Amplified Stethoscope Bullet Points – Quick Reference Guide

Reprinted with permission from Bankaitis, A.U. (2019, February 13). Amplified Stethoscope Bullet Points – Quick Reference Guide [Blog post]. Retrieved from http://aubankaitis.com/amplified-stethoscope-bullet-points/

Configuring a hearing instrument with an amplified stethoscope comes with inherent challenges. Currently, there is no magic bullet offering an easy, straightforward solution. Furthermore, the two configuration options offering the most promise in terms of a working solution are either 1) not desired (i.e. remove hearing instruments during auscultation) or 2) rejected due to undesirable aesthetics (i.e. use of over-sized headphones during auscultation). The following is a quick reference guide on amplified stethoscopes and hearing instruments.

Things to Know and Appreciate

  • hearing instruments and ear pieces of traditional amplified stethoscope compete for the same ear canal space, often requiring alternative configurations;
  • heart sounds essential for differential diagnosis (70–120 Hz) are lower than the low frequency setting limits of hearing instruments (100–250 Hz);
  • basic physics of sound precludes configuring an amplified stethoscope with and open-fit hearing instrument via streamer because an open ear canal allows low frequencies to escape; therefore, over-sized headphones are necessary but something the user does not want to do;
  • currently, a Bluetooth amplified stethoscope specifically designed to stream auscultation directly to hearing aids in real time is NOT available;
  • the biggest challenge in offering amplified stethoscope solutions to hearing instrument users is establishing realistic expectations as the hearing industry currently does not offer appealing or straight-forward solutions to this need.

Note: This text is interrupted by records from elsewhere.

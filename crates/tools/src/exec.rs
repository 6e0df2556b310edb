//! Exec tool: run shell commands.
//!
//! Supports command allowlisting, a working directory, timeout, and output
//! truncation. With an allowlist, commands that chain or substitute other
//! commands are refused. The current conversation is exported to the child process as
//! `NANOCLAW_CHANNEL`, `NANOCLAW_CHAT_ID` and `NANOCLAW_SESSION`.

use std::path::PathBuf;
use std::sync::Mutex;
use std::time::Duration;

use async_trait::async_trait;
use nanoclaw_core::error::ToolError;
use nanoclaw_core::tool::{Tool, ToolContext, ToolResult};
use tokio::process::Command;
use tracing::{debug, warn};

use crate::filesystem::PathGuard;

const MAX_OUTPUT_CHARS: usize = 10_000;

/// Fragments that are refused even when no allowlist is configured.
const DENIED_FRAGMENTS: &[&str] = &[
    "rm -rf /",
    "mkfs",
    "dd if=",
    ":(){",
    "shutdown",
    "reboot",
    "poweroff",
];

/// Shell syntax that would run a second command past the allowlist check.
const CHAINING_FRAGMENTS: &[&str] = &[";", "&", "|", "`", "$(", "\n", ">", "<"];

/// Execute shell commands with safety constraints.
pub struct ExecTool {
    /// If non-empty, only these commands are allowed.
    allowed_commands: Vec<String>,
    timeout: Duration,
    working_dir: Option<PathBuf>,
    /// When set, a `working_dir` argument must pass this guard.
    guard: Option<PathGuard>,
    context: Mutex<Option<ToolContext>>,
}

impl ExecTool {
    pub fn new(allowed_commands: Vec<String>, timeout: Duration) -> Self {
        Self {
            allowed_commands,
            timeout,
            working_dir: None,
            guard: None,
            context: Mutex::new(None),
        }
    }

    /// Run commands from `dir` when it exists.
    pub fn with_working_dir(mut self, dir: impl Into<PathBuf>) -> Self {
        self.working_dir = Some(dir.into());
        self
    }

    /// Validate the model-supplied `working_dir` against `guard`.
    pub fn with_path_guard(mut self, guard: PathGuard) -> Self {
        self.guard = Some(guard);
        self
    }

    fn is_command_allowed(&self, command: &str) -> bool {
        let lowered = command.to_lowercase();
        if DENIED_FRAGMENTS.iter().any(|f| lowered.contains(f)) {
            return false;
        }
        if self.allowed_commands.is_empty() {
            return true;
        }
        if CHAINING_FRAGMENTS.iter().any(|f| command.contains(f)) {
            return false;
        }

        let base_cmd = command.split_whitespace().next().unwrap_or("").trim();
        self.allowed_commands.iter().any(|a| a == base_cmd)
    }

    fn resolve_working_dir(
        &self,
        requested: Option<&str>,
    ) -> Result<Option<PathBuf>, ToolError> {
        let Some(requested) = requested else {
            return Ok(self.working_dir.clone());
        };
        match &self.guard {
            Some(guard) => guard
                .resolve(requested)
                .map(Some)
                .map_err(|e| ToolError::PermissionDenied {
                    tool_name: "exec".into(),
                    reason: e.to_string(),
                }),
            None => Ok(Some(PathBuf::from(requested))),
        }
    }

    fn current_context(&self) -> Option<ToolContext> {
        self.context
            .lock()
            .unwrap_or_else(|poisoned| poisoned.into_inner())
            .clone()
    }
}

fn truncate_output(text: String) -> String {
    let total = text.chars().count();
    if total <= MAX_OUTPUT_CHARS {
        return text;
    }
    let kept: String = text.chars().take(MAX_OUTPUT_CHARS).collect();
    format!(
        "{kept}\n... (truncated, {} more chars)",
        total - MAX_OUTPUT_CHARS
    )
}

#[async_trait]
impl Tool for ExecTool {
    fn name(&self) -> &str {
        "exec"
    }

    fn description(&self) -> &str {
        "Execute a shell command and return its output. Use with caution."
    }

    fn parameters_schema(&self) -> serde_json::Value {
        serde_json::json!({
            "type": "object",
            "properties": {
                "command": {
                    "type": "string",
                    "description": "The shell command to execute"
                },
                "working_dir": {
                    "type": "string",
                    "description": "Optional working directory for the command"
                }
            },
            "required": ["command"]
        })
    }

    fn set_context(&self, context: &ToolContext) {
        *self
            .context
            .lock()
            .unwrap_or_else(|poisoned| poisoned.into_inner()) = Some(context.clone());
    }

    async fn execute(&self, arguments: serde_json::Value) -> Result<ToolResult, ToolError> {
        let command = arguments["command"]
            .as_str()
            .ok_or_else(|| ToolError::InvalidArguments("Missing 'command' argument".into()))?;

        if !self.is_command_allowed(command) {
            return Err(ToolError::PermissionDenied {
                tool_name: "exec".into(),
                reason: format!(
                    "Command '{}' is not allowed",
                    command.split_whitespace().next().unwrap_or("")
                ),
            });
        }

        let mut cmd = if cfg!(target_os = "windows") {
            let mut c = Command::new("cmd");
            c.args(["/C", command]);
            c
        } else {
            let mut c = Command::new("sh");
            c.args(["-c", command]);
            c
        };
        cmd.kill_on_drop(true);

        let dir = self
            .resolve_working_dir(arguments["working_dir"].as_str())?
            .filter(|d| d.is_dir())
            .or_else(|| self.working_dir.clone().filter(|d| d.is_dir()));
        if let Some(dir) = dir {
            cmd.current_dir(dir);
        }

        if let Some(ctx) = self.current_context() {
            cmd.env("NANOCLAW_CHANNEL", &ctx.channel)
                .env("NANOCLAW_CHAT_ID", &ctx.chat_id)
                .env("NANOCLAW_SESSION", &ctx.session_key);
        }

        debug!(command = %command, "Executing shell command");

        let output = match tokio::time::timeout(self.timeout, cmd.output()).await {
            Ok(result) => result.map_err(|e| ToolError::ExecutionFailed {
                tool_name: "exec".into(),
                reason: e.to_string(),
            })?,
            Err(_) => {
                warn!(command = %command, timeout_secs = self.timeout.as_secs(), "Command timed out");
                return Err(ToolError::Timeout {
                    tool_name: "exec".into(),
                    timeout_secs: self.timeout.as_secs(),
                });
            }
        };

        let stdout = String::from_utf8_lossy(&output.stdout).to_string();
        let stderr = String::from_utf8_lossy(&output.stderr).to_string();
        let success = output.status.success();

        let text = if success {
            if stderr.trim().is_empty() {
                stdout
            } else {
                format!("{stdout}\n[stderr]: {stderr}")
            }
        } else {
            let code = output.status.code().unwrap_or(-1);
            warn!(command = %command, exit_code = code, "Command failed");
            format!("[exit code: {code}]\n{stdout}\n{stderr}")
        };

        let text = text.trim();
        let text = if text.is_empty() {
            "(no output)".to_string()
        } else {
            truncate_output(text.to_string())
        };

        Ok(ToolResult {
            success,
            output: text,
        })
    }
}

#[cfg(test)]
mod tests {
    use super::*;
    use serde_json::json;

    fn tool(allowed: &[&str]) -> ExecTool {
        ExecTool::new(
            allowed.iter().map(|s| s.to_string()).collect(),
            Duration::from_secs(5),
        )
    }

    #[test]
    fn allowlist_check() {
        let tool = tool(&["ls", "cat", "git"]);
        assert!(tool.is_command_allowed("ls -la"));
        assert!(tool.is_command_allowed("git status"));
        assert!(!tool.is_command_allowed("curl example.com"));
    }

    #[test]
    fn allowlist_refuses_chained_commands() {
        let tool = tool(&["echo", "ls"]);
        assert!(tool.is_command_allowed("echo hi"));
        for command in [
            "echo hi; uname",
            "echo hi && uname",
            "echo hi || uname",
            "ls | sh",
            "echo `uname`",
            "echo $(uname)",
            "echo hi &",
            "echo hi > /tmp/out",
            "echo hi\nuname",
        ] {
            assert!(!tool.is_command_allowed(command), "{command}");
        }
    }

    #[test]
    fn pipes_are_fine_without_allowlist() {
        assert!(tool(&[]).is_command_allowed("ls | wc -l"));
    }

    #[test]
    fn denied_fragments_apply_without_allowlist() {
        let tool = tool(&[]);
        assert!(tool.is_command_allowed("echo anything"));
        assert!(!tool.is_command_allowed("sudo rm -rf / --no-preserve-root"));
        assert!(!tool.is_command_allowed("mkfs.ext4 /dev/sda1"));
    }

    #[test]
    fn long_output_is_truncated() {
        let long = "x".repeat(MAX_OUTPUT_CHARS + 25);
        let out = truncate_output(long);
        assert!(out.ends_with("(truncated, 25 more chars)"));
    }

    #[cfg(unix)]
    #[tokio::test]
    async fn execute_echo() {
        let result = tool(&[])
            .execute(json!({"command": "echo hello"}))
            .await
            .unwrap();
        assert!(result.success);
        assert_eq!(result.output, "hello");
    }

    #[cfg(unix)]
    #[tokio::test]
    async fn nonzero_exit_reports_code() {
        let result = tool(&[])
            .execute(json!({"command": "echo oops >&2; exit 3"}))
            .await
            .unwrap();
        assert!(!result.success);
        assert!(result.output.starts_with("[exit code: 3]"));
        assert!(result.output.contains("oops"));
    }

    #[cfg(unix)]
    #[tokio::test]
    async fn context_is_exported_to_child() {
        let tool = tool(&[]);
        tool.set_context(&ToolContext::new("telegram", "555"));
        let result = tool
            .execute(json!({"command": "echo $NANOCLAW_SESSION"}))
            .await
            .unwrap();
        assert_eq!(result.output, "telegram:555");
    }

    #[cfg(unix)]
    #[tokio::test]
    async fn runs_in_working_dir() {
        let tmp = tempfile::tempdir().unwrap();
        std::fs::write(tmp.path().join("marker.txt"), "").unwrap();
        let tool = tool(&[]).with_working_dir(tmp.path());
        let result = tool.execute(json!({"command": "ls"})).await.unwrap();
        assert!(result.output.contains("marker.txt"));
    }

    #[tokio::test]
    async fn chained_command_is_denied_with_allowlist() {
        let err = tool(&["echo"])
            .execute(json!({"command": "echo hi; uname"}))
            .await
            .unwrap_err();
        assert!(matches!(err, ToolError::PermissionDenied { .. }));
    }

    #[tokio::test]
    async fn working_dir_outside_guard_is_denied() {
        let tmp = tempfile::tempdir().unwrap();
        let tool = tool(&[])
            .with_working_dir(tmp.path())
            .with_path_guard(PathGuard::restricted_to(tmp.path()));
        let err = tool
            .execute(json!({"command": "ls", "working_dir": "/"}))
            .await
            .unwrap_err();
        assert!(matches!(err, ToolError::PermissionDenied { .. }));
    }

    #[cfg(unix)]
    #[tokio::test]
    async fn working_dir_inside_guard_is_used() {
        let tmp = tempfile::tempdir().unwrap();
        std::fs::create_dir(tmp.path().join("sub")).unwrap();
        std::fs::write(tmp.path().join("sub").join("inner.txt"), "").unwrap();
        let tool = tool(&[])
            .with_working_dir(tmp.path())
            .with_path_guard(PathGuard::restricted_to(tmp.path()));
        let result = tool
            .execute(json!({"command": "ls", "working_dir": "sub"}))
            .await
            .unwrap();
        assert!(result.output.contains("inner.txt"));
    }

    #[cfg(unix)]
    #[tokio::test]
    async fn slow_command_times_out() {
        let tool = ExecTool::new(vec![], Duration::from_millis(100));
        let err = tool
            .execute(json!({"command": "sleep 5"}))
            .await
            .unwrap_err();
        assert!(matches!(err, ToolError::Timeout { .. }));
    }

    #[tokio::test]
    async fn blocked_command_is_denied() {
        let err = tool(&["ls"])
            .execute(json!({"command": "whoami"}))
            .await
            .unwrap_err();
        assert!(matches!(err, ToolError::PermissionDenied { .. }));
    }
}
//! Weather fast path.
//!
//! "What's the weather in Paris right now?" does not need a multi-step tool
//! chain: one wttr.in lookup answers it. The fast path only claims a message
//! when a weather keyword is present and nothing hints at a forecast or a
//! comparison. Every failure declines silently and the full loop runs
//! instead.

use std::sync::{Arc, LazyLock};

use nanoclaw_tools::weather::{WeatherSource, format_report, usable_report};
use regex::Regex;
use tracing::debug;

static WEATHER_KEYWORD: LazyLock<Regex> = LazyLock::new(|| {
    Regex::new(r"(?i)\b(?:weather|wetter|temperatures?|temps?)\b").expect("valid keyword regex")
});

const BLOCKLIST: &[&str] = &[
    "forecast",
    "tomorrow",
    "next week",
    "this week",
    "compare",
    "historical",
    "yesterday",
    "rain tomorrow",
];

static LOCATION_PATTERNS: LazyLock<Vec<Regex>> = LazyLock::new(|| {
    [
        r"(?i)\bweather\s+in\s+([^\n?.,;:!]+)",
        r"(?i)\bin\s+([^\n?.,;:!]+)\s+(?:now|today|currently)\b",
        r"(?i)\bfor\s+([^\n?.,;:!]+)\b",
    ]
    .iter()
    .map(|p| Regex::new(p).expect("valid location regex"))
    .collect()
});

static TRAILING_TIME: LazyLock<Regex> = LazyLock::new(|| {
    Regex::new(r"(?i)\s+(?:right\s+now|now|today|currently)\s*$").expect("valid suffix regex")
});

/// Whether `text` is a plain current-weather question.
pub fn is_current_weather_query(text: &str) -> bool {
    if !WEATHER_KEYWORD.is_match(text) {
        return false;
    }
    let lowered = text.to_lowercase();
    !BLOCKLIST.iter().any(|b| lowered.contains(b))
}

/// Pull the place name out of a weather question. Empty when none is found,
/// which lets the weather service locate the caller.
pub fn extract_location(text: &str) -> String {
    let cleaned = text.trim().trim_matches(|c| c == '"' || c == '\'');
    for pattern in LOCATION_PATTERNS.iter() {
        if let Some(found) = pattern.captures(cleaned).and_then(|c| c.get(1)) {
            let location = found.as_str().trim();
            return TRAILING_TIME.replace(location, "").trim().to_string();
        }
    }
    String::new()
}

/// Answers current-weather questions with a single lookup.
pub struct WeatherFastPath {
    source: Arc<dyn WeatherSource>,
}

impl WeatherFastPath {
    pub fn new(source: Arc<dyn WeatherSource>) -> Self {
        Self { source }
    }

    /// The formatted reply, or `None` when the message is not a fit or the
    /// lookup did not produce a usable report.
    pub async fn try_answer(&self, text: &str) -> Option<String> {
        if !is_current_weather_query(text) {
            return None;
        }

        let location = extract_location(text);
        match self.source.current(&location).await {
            Ok(raw) => {
                let report = usable_report(&raw).map(format_report);
                if report.is_none() {
                    debug!(location = %location, "Weather fast path got an unusable body, falling through");
                }
                report
            }
            Err(e) => {
                debug!(location = %location, error = %e, "Weather fast path failed, falling through");
                None
            }
        }
    }
}

#[cfg(test)]
mod tests {
    use super::*;

    #[test]
    fn keyword_and_blocklist() {
        assert!(is_current_weather_query("What's the weather in Paris?"));
        assert!(is_current_weather_query("Wetter in Berlin"));
        assert!(is_current_weather_query("temp in Oslo now"));
        assert!(!is_current_weather_query("weather forecast for Paris"));
        assert!(!is_current_weather_query("Will the weather be nice tomorrow?"));
        assert!(!is_current_weather_query("compare weather in Paris and Rome"));
        assert!(!is_current_weather_query("hello there"));
    }

    #[test]
    fn plural_keywords_match() {
        assert!(is_current_weather_query("temperatures in Oslo now"));
        assert!(is_current_weather_query("current temps in Lima?"));
        assert_eq!(extract_location("temperatures in Oslo now"), "Oslo");
    }

    #[test]
    fn keyword_needs_word_boundary() {
        assert!(!is_current_weather_query("render this template please"));
        assert!(!is_current_weather_query("temporary files in /tmp"));
    }

    #[test]
    fn location_from_weather_in() {
        assert_eq!(extract_location("What's the weather in Paris?"), "Paris");
        assert_eq!(
            extract_location("weather in New York right now"),
            "New York"
        );
        assert_eq!(extract_location("\"weather in Lyon today\""), "Lyon");
    }

    #[test]
    fn location_from_in_now() {
        assert_eq!(extract_location("temperature in Oslo now"), "Oslo");
        assert_eq!(extract_location("how warm is it in Rome currently?"), "Rome");
    }

    #[test]
    fn location_from_for() {
        assert_eq!(extract_location("temperature for Madrid, please"), "Madrid");
    }

    #[test]
    fn no_location_is_empty() {
        assert_eq!(extract_location("what's the weather like?"), "");
    }
}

Options as a Function of Hearing Instrument

  • Custom hearing instruments, no streamer
    • Amplified stethoscope with pair of headphones
    • Stethomate tips (adapters for stethoscope ear pieces). NOTE: low success rate with common complaints of discomfort and/or inability to line up sound port of hearing instrument with opening of the stethomate tip
    • Take hearing instruments out during auscultation
  • Open-fit or RIC instrument, no streamer
    • Try traditional stethoscope while wearing hearing instruments to see if configuration tolerable. If comfortable fit, proceed with hearing instrument programming as needed
    • Try Think Labs One (TL-One) amplified stethoscope while wearing hearing instruments using earbuds included in packaging. If comfortable fit, proceed with hearing instrument programming as needed.
    • Try TL-One or E-Scope II with over-sized headphones while wearing hearing instruments
    • Take hearing instruments out during auscultation
  • Streamer
    • True open-fit situation
    • Configuration with streamer NOT recommended
    • Try TL-One with packaged insert earbuds
    • Try TL-One or E-Scope II with over-sized headphones
    • Take hearing instruments out during auscultation
    • Custom or occluded BTE situation
    • TL-One or E-Scope II with over-sized headphones
  • MFi Hearing instruments
    • Eko-Core, an amplified stethoscope specifically designed to stream auscultation recordings directly to Bluetooth enabled hearing instruments, theoretically should work. NOTE: streaming in real time is not possible per the manufacturer
About the author

A.U. Bankaitis, PhD, Vice President of Oaktree Products, Inc. in St. Louis, MO.

A.U. Bankaitis, PhD, is vice president of Oaktree Products, Inc., a multi-line distributor of audiology and hearing-related products based in St. Louis, MO. As a clinical audiologist, Dr. Bankaitis has been involved in educating colleagues about various practical aspects of clinical practice including infection control, cerumen management, and hearing assistance technology.